What this task involves ▸ Word for word, restate the records that come after this.

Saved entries

════════════════════

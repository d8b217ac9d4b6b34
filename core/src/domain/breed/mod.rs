pub mod catalog;
pub mod defaults;
pub mod entities;
pub mod errors;
pub mod ports;
pub mod services;

pub use catalog::*;
pub use entities::*;
pub use errors::*;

════════════════════

Written solution ▸
repository d8b217ac9d4b6b34
filename core/src/domain/breed/mod.rs
pub mod catalog;
pub mod defaults;
pub mod entities;
pub mod errors;
pub mod ports;
pub mod services;

pub use catalog::*;
pub use entities::*;
pub use errors::*;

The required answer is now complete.